_Source records_.
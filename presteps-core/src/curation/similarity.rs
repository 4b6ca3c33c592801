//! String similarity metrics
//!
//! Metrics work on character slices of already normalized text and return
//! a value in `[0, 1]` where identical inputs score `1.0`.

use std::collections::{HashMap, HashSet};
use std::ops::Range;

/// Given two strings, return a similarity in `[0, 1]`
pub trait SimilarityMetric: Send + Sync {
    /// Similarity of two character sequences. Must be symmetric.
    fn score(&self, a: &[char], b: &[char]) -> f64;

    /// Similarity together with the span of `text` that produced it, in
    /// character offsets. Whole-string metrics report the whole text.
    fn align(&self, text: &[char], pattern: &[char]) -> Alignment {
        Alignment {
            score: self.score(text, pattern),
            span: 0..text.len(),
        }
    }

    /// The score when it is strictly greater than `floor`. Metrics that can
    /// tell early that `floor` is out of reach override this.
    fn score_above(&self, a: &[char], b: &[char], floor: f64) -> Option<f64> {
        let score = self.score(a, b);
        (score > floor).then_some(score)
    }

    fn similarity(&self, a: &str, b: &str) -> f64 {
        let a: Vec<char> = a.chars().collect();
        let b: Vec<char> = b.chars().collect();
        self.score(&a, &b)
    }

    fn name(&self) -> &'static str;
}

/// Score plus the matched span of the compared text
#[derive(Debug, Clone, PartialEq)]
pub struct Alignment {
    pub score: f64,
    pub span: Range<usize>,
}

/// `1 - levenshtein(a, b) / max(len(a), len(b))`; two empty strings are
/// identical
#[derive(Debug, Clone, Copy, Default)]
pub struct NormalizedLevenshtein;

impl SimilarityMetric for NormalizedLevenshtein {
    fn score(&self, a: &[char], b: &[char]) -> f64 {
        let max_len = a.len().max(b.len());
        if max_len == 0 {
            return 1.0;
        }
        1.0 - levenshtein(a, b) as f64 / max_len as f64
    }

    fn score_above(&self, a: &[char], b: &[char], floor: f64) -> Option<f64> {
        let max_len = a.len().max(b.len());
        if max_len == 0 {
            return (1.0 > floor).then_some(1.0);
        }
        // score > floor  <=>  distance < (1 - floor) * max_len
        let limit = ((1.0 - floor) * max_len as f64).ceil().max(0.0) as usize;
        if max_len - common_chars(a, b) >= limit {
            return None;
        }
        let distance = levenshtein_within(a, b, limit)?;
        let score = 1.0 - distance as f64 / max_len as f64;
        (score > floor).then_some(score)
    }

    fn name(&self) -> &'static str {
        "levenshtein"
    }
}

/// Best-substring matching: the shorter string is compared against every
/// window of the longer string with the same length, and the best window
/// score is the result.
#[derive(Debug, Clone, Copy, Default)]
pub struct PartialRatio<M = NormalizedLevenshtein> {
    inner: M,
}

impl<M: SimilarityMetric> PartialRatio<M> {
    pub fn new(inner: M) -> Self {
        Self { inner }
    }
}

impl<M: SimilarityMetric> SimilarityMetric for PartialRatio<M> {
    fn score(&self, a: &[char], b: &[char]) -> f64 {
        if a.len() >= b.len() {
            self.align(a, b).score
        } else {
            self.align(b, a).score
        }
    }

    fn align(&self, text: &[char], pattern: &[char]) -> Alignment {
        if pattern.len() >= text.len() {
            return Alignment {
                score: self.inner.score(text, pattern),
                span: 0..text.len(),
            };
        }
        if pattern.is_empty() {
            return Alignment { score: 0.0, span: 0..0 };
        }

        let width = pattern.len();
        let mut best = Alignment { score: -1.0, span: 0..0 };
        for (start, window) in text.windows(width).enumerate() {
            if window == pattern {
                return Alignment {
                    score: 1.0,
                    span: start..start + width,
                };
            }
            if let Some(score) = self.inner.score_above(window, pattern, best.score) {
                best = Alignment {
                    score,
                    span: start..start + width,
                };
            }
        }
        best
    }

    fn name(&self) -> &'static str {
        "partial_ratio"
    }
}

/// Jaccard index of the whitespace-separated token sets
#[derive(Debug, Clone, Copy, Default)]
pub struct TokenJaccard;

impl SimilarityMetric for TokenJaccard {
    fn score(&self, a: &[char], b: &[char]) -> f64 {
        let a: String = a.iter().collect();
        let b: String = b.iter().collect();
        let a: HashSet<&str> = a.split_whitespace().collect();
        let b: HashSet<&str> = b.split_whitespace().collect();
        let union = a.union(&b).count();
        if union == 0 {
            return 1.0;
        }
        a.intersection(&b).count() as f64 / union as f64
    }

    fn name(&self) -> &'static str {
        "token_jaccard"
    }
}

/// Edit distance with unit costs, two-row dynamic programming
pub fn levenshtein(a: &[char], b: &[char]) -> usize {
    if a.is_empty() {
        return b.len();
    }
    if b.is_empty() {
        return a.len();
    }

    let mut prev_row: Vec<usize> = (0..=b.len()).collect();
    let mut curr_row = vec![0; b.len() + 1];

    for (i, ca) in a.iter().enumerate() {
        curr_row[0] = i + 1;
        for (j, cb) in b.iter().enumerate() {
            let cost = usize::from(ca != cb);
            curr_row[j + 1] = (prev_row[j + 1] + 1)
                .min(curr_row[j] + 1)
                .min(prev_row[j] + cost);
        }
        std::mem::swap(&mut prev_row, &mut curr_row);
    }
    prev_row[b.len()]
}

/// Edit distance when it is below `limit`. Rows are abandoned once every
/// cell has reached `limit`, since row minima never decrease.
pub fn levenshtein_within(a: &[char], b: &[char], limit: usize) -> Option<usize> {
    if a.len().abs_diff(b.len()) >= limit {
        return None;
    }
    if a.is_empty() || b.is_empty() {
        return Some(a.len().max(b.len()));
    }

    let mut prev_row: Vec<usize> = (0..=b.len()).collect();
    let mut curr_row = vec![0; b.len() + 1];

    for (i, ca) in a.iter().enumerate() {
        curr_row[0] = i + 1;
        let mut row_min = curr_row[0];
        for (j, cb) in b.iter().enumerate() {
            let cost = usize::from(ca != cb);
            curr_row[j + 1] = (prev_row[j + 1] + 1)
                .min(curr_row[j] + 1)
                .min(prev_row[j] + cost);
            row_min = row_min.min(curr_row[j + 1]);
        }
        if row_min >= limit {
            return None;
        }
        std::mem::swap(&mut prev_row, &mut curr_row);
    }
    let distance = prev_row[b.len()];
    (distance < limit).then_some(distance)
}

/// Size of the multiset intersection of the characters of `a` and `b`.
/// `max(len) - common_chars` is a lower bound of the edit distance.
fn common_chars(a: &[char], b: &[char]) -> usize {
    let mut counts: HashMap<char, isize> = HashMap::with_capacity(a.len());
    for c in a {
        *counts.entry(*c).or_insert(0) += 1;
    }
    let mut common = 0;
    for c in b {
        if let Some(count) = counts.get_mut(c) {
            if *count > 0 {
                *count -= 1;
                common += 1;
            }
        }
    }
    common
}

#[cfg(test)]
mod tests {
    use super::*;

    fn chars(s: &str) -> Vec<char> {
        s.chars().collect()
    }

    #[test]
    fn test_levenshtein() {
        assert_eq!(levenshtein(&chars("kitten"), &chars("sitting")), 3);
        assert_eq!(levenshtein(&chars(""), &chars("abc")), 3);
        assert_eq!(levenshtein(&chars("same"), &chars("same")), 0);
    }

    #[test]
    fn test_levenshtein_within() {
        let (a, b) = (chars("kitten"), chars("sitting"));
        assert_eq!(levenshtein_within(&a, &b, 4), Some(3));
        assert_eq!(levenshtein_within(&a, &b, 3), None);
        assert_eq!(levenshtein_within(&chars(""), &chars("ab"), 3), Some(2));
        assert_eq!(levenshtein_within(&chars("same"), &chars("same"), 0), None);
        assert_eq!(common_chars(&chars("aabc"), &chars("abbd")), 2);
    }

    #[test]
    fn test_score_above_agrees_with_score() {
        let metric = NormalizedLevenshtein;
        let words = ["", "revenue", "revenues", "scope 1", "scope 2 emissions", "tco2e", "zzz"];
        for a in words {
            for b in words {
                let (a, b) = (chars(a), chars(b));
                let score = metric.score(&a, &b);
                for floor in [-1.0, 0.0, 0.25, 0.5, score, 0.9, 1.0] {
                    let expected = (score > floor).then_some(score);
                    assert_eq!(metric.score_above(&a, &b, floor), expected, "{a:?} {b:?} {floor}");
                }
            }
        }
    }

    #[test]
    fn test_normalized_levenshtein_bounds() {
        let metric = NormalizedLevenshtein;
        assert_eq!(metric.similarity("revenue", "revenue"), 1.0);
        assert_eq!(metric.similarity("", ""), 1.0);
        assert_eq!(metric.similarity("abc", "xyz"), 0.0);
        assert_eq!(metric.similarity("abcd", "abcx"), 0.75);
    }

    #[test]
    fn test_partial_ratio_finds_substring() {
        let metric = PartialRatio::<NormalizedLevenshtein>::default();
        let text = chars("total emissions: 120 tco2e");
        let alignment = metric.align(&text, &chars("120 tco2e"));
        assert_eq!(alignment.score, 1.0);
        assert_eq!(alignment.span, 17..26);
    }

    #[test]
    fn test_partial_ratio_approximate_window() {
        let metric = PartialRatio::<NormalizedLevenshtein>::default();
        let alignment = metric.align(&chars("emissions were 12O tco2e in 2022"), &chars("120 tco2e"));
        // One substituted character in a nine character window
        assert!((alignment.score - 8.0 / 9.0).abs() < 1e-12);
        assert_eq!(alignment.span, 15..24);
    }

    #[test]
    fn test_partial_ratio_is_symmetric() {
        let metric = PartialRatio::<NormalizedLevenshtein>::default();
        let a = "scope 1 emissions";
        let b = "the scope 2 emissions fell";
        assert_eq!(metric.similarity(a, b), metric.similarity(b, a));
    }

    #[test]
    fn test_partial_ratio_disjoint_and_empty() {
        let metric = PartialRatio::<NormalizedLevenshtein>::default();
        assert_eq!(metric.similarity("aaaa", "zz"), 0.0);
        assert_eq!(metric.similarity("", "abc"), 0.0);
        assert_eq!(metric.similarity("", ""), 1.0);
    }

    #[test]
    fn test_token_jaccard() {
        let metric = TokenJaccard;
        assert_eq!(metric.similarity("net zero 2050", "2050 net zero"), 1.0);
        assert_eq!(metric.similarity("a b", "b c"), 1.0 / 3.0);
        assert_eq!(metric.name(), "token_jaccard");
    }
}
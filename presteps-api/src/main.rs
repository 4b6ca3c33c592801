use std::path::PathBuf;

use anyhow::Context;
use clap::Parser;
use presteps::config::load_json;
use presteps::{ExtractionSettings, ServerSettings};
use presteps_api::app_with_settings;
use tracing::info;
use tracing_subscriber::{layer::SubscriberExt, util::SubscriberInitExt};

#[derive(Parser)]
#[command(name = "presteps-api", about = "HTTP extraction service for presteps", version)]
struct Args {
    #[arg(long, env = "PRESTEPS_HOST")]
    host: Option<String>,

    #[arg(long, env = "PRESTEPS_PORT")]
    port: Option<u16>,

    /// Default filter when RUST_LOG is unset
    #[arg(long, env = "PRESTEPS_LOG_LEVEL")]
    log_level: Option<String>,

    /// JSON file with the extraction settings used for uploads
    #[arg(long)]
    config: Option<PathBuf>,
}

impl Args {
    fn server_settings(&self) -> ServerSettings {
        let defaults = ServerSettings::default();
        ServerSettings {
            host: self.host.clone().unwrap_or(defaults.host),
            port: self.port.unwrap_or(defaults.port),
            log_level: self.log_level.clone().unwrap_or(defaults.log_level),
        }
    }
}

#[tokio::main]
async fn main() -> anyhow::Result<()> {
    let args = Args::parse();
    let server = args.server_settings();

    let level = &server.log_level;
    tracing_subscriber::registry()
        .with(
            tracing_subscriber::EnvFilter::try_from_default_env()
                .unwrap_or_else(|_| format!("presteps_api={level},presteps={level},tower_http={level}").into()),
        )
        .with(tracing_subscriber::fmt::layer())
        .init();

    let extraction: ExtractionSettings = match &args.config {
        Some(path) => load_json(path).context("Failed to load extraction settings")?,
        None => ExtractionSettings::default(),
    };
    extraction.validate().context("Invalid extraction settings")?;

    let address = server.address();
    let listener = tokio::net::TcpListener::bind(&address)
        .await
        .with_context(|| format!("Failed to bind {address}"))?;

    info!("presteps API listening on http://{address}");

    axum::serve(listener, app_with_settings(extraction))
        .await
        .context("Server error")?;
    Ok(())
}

_Task directions_. How many lines of the entries include the string "defaults"? Answer with a number and no other words.

_Your response_. 4